> Task to carry out:
Pull each line containing "DedupConfig" out of the data and copy it.

--- START ---

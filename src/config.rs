use chrono::Duration as ChronoDuration;
use color_eyre::{eyre::eyre, Result};
use serde::Deserialize;
use std::collections::BTreeMap;
use std::path::{Path, PathBuf};
use std::time::Duration;

use crate::model::Priority;
use crate::store::EntityKind;

/// Engine configuration. Every field has a default, so an empty file
/// (or no file at all) yields a working offline engine.
#[derive(Debug, Clone, Default, Deserialize)]
#[serde(default)]
pub struct Config {
  pub remote: RemoteConfig,
  pub sync: SyncConfig,
  /// Bloom filter sizing per entity kind
  pub filters: BTreeMap<EntityKind, FilterSizing>,
  pub dedup: DedupConfig,
  pub sla: SlaConfig,
  pub decay: DecayConfig,
  pub circuit: CircuitConfig,
  pub access: AccessConfig,
  pub scheduler: SchedulerConfig,
  pub logging: LoggingConfig,
}

#[derive(Debug, Clone, Deserialize)]
#[serde(default)]
pub struct RemoteConfig {
  /// Base URL of the entity/analysis service. None runs fully offline.
  pub url: Option<String>,
  /// Upper bound on every remote call
  pub timeout_ms: u64,
}

impl Default for RemoteConfig {
  fn default() -> Self {
    Self {
      url: None,
      timeout_ms: 3_000,
    }
  }
}

impl RemoteConfig {
  pub fn timeout(&self) -> Duration {
    Duration::from_millis(self.timeout_ms)
  }
}

#[derive(Debug, Clone, Deserialize)]
#[serde(default)]
pub struct SyncConfig {
  /// Reconciliation loop period
  pub interval_secs: u64,
  /// Telemetry loop period
  pub telemetry_interval_secs: u64,
  /// Max records committed per feed per tick
  pub ingest_batch_size: usize,
}

impl Default for SyncConfig {
  fn default() -> Self {
    Self {
      interval_secs: 30,
      telemetry_interval_secs: 3,
      ingest_batch_size: 5,
    }
  }
}

impl SyncConfig {
  pub fn interval(&self) -> Duration {
    Duration::from_secs(self.interval_secs)
  }

  pub fn telemetry_interval(&self) -> Duration {
    Duration::from_secs(self.telemetry_interval_secs)
  }
}

#[derive(Debug, Clone, Copy, PartialEq, Deserialize)]
#[serde(default)]
pub struct FilterSizing {
  pub expected_items: usize,
  pub false_positive_rate: f64,
}

impl Default for FilterSizing {
  fn default() -> Self {
    Self {
      expected_items: 10_000,
      false_positive_rate: 0.01,
    }
  }
}

#[derive(Debug, Clone, Deserialize)]
#[serde(default)]
pub struct DedupConfig {
  /// Confidence added when a duplicate is re-observed (result capped at 100)
  pub confidence_increment: u8,
}

impl Default for DedupConfig {
  fn default() -> Self {
    Self {
      confidence_increment: 5,
    }
  }
}

/// Hours a case may stay open before breaching, by priority.
#[derive(Debug, Clone, Deserialize)]
#[serde(default)]
pub struct SlaConfig {
  pub critical_hours: u32,
  pub high_hours: u32,
  pub medium_hours: u32,
  pub low_hours: u32,
}

impl Default for SlaConfig {
  fn default() -> Self {
    Self {
      critical_hours: 4,
      high_hours: 24,
      medium_hours: 72,
      low_hours: 168,
    }
  }
}

impl SlaConfig {
  pub fn limit_for(&self, priority: Priority) -> ChronoDuration {
    let hours = match priority {
      Priority::Critical => self.critical_hours,
      Priority::High => self.high_hours,
      Priority::Medium => self.medium_hours,
      Priority::Low => self.low_hours,
    };
    ChronoDuration::hours(i64::from(hours))
  }
}

#[derive(Debug, Clone, Deserialize)]
#[serde(default)]
pub struct DecayConfig {
  /// Threats not seen for this long start decaying
  pub stale_after_hours: u32,
  /// Minimum time between two decay steps of the same threat
  pub interval_hours: u32,
  /// Percentage of current confidence removed per step
  pub percent: u8,
  /// Below this confidence the threat is closed
  pub floor: u8,
}

impl Default for DecayConfig {
  fn default() -> Self {
    Self {
      stale_after_hours: 72,
      interval_hours: 24,
      percent: 10,
      floor: 20,
    }
  }
}

impl DecayConfig {
  pub fn stale_after(&self) -> ChronoDuration {
    ChronoDuration::hours(i64::from(self.stale_after_hours))
  }

  pub fn interval(&self) -> ChronoDuration {
    ChronoDuration::hours(i64::from(self.interval_hours))
  }
}

#[derive(Debug, Clone, Deserialize)]
#[serde(default)]
pub struct CircuitConfig {
  /// Consecutive failures that open a feed's circuit
  pub failure_threshold: u32,
  /// How long an open circuit waits before a trial poll
  pub cooldown_secs: u64,
}

impl Default for CircuitConfig {
  fn default() -> Self {
    Self {
      failure_threshold: 3,
      cooldown_secs: 300,
    }
  }
}

impl CircuitConfig {
  pub fn cooldown(&self) -> ChronoDuration {
    ChronoDuration::seconds(self.cooldown_secs.min(i64::MAX as u64) as i64)
  }
}

#[derive(Debug, Clone, Deserialize)]
#[serde(default)]
pub struct AccessConfig {
  /// Users inactive longer than this become dormant
  pub dormant_after_days: u32,
  /// Devices unpatched longer than this lose compliance
  pub patch_window_days: u32,
}

impl Default for AccessConfig {
  fn default() -> Self {
    Self {
      dormant_after_days: 90,
      patch_window_days: 30,
    }
  }
}

impl AccessConfig {
  pub fn dormant_after(&self) -> ChronoDuration {
    ChronoDuration::days(i64::from(self.dormant_after_days))
  }

  pub fn patch_window(&self) -> ChronoDuration {
    ChronoDuration::days(i64::from(self.patch_window_days))
  }
}

#[derive(Debug, Clone, Deserialize)]
#[serde(default)]
pub struct SchedulerConfig {
  /// Longest a background task may be deferred before it is forced to run
  pub max_wait_ms: u64,
  /// How often a deferred task re-checks for spare capacity
  pub poll_interval_ms: u64,
  /// Fixed delay used when no capacity probe is available
  pub fallback_delay_ms: u64,
  /// Interactive operations in flight at which the host counts as busy
  pub busy_threshold: usize,
}

impl Default for SchedulerConfig {
  fn default() -> Self {
    Self {
      max_wait_ms: 5_000,
      poll_interval_ms: 100,
      fallback_delay_ms: 50,
      busy_threshold: 1,
    }
  }
}

impl SchedulerConfig {
  pub fn max_wait(&self) -> Duration {
    Duration::from_millis(self.max_wait_ms)
  }

  pub fn poll_interval(&self) -> Duration {
    Duration::from_millis(self.poll_interval_ms)
  }

  pub fn fallback_delay(&self) -> Duration {
    Duration::from_millis(self.fallback_delay_ms)
  }
}

#[derive(Debug, Clone, Deserialize)]
#[serde(default)]
pub struct LoggingConfig {
  /// tracing EnvFilter directive, overridden by RUST_LOG
  pub filter: String,
  /// Log to this file instead of stderr
  pub file: Option<PathBuf>,
}

impl Default for LoggingConfig {
  fn default() -> Self {
    Self {
      filter: "info".to_string(),
      file: None,
    }
  }
}

impl Config {
  /// Load configuration from file.
  ///
  /// Search order:
  /// 1. Explicit path if provided (must exist)
  /// 2. ./threatsync.yaml (current directory)
  /// 3. $XDG_CONFIG_HOME/threatsync/config.yaml
  ///
  /// If no file is found the defaults are used.
  pub fn load(explicit_path: Option<&Path>) -> Result<Self> {
    let path = if let Some(p) = explicit_path {
      if p.exists() {
        Some(p.to_path_buf())
      } else {
        return Err(eyre!("Config file not found: {}", p.display()));
      }
    } else {
      Self::find_config_file()
    };

    let config = match path {
      Some(p) => Self::load_from_path(&p)?,
      None => Self::default(),
    };
    config.validate()?;
    Ok(config)
  }

  fn find_config_file() -> Option<PathBuf> {
    // Check current directory
    let local = PathBuf::from("threatsync.yaml");
    if local.exists() {
      return Some(local);
    }

    // Check XDG config directory
    if let Some(config_dir) = dirs::config_dir() {
      let xdg_path = config_dir.join("threatsync").join("config.yaml");
      if xdg_path.exists() {
        return Some(xdg_path);
      }
    }

    None
  }

  fn load_from_path(path: &Path) -> Result<Self> {
    let contents = std::fs::read_to_string(path)
      .map_err(|e| eyre!("Failed to read config file {}: {}", path.display(), e))?;

    Self::parse(&contents).map_err(|e| eyre!("Failed to parse config file {}: {}", path.display(), e))
  }

  /// Parse YAML. An empty document yields the defaults.
  pub fn parse(contents: &str) -> Result<Self> {
    if contents.trim().is_empty() {
      return Ok(Self::default());
    }
    serde_yaml::from_str(contents).map_err(|e| eyre!("{}", e))
  }

  /// Reject values the engine cannot run with.
  pub fn validate(&self) -> Result<()> {
    if self.sync.interval_secs == 0 || self.sync.telemetry_interval_secs == 0 {
      return Err(eyre!("sync intervals must be greater than zero"));
    }
    if self.remote.timeout_ms == 0 {
      return Err(eyre!("remote.timeout_ms must be greater than zero"));
    }
    if self.circuit.failure_threshold == 0 {
      return Err(eyre!("circuit.failure_threshold must be at least 1"));
    }
    if self.decay.percent > 100 || self.decay.floor > 100 {
      return Err(eyre!("decay.percent and decay.floor must be within 0..=100"));
    }
    for (kind, sizing) in &self.filters {
      if !(sizing.false_positive_rate > 0.0 && sizing.false_positive_rate < 1.0) {
        return Err(eyre!(
          "filters.{}.false_positive_rate must be in (0, 1), got {}",
          kind,
          sizing.false_positive_rate
        ));
      }
      if sizing.expected_items == 0 {
        return Err(eyre!("filters.{}.expected_items must be at least 1", kind));
      }
    }
    if self.scheduler.poll_interval_ms == 0 {
      return Err(eyre!("scheduler.poll_interval_ms must be greater than zero"));
    }
    Ok(())
  }

  /// Bloom filter sizing for `kind`, falling back to the defaults.
  pub fn filter_sizing(&self, kind: EntityKind) -> FilterSizing {
    self.filters.get(&kind).copied().unwrap_or_default()
  }

  /// Bearer token for the remote service.
  ///
  /// Checks THREATSYNC_API_TOKEN.
  pub fn api_token() -> Option<String> {
    std::env::var("THREATSYNC_API_TOKEN")
      .ok()
      .filter(|t| !t.trim().is_empty())
  }
}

--- END ---

> Response area:
  pub dedup: DedupConfig,
pub struct DedupConfig {
impl Default for DedupConfig {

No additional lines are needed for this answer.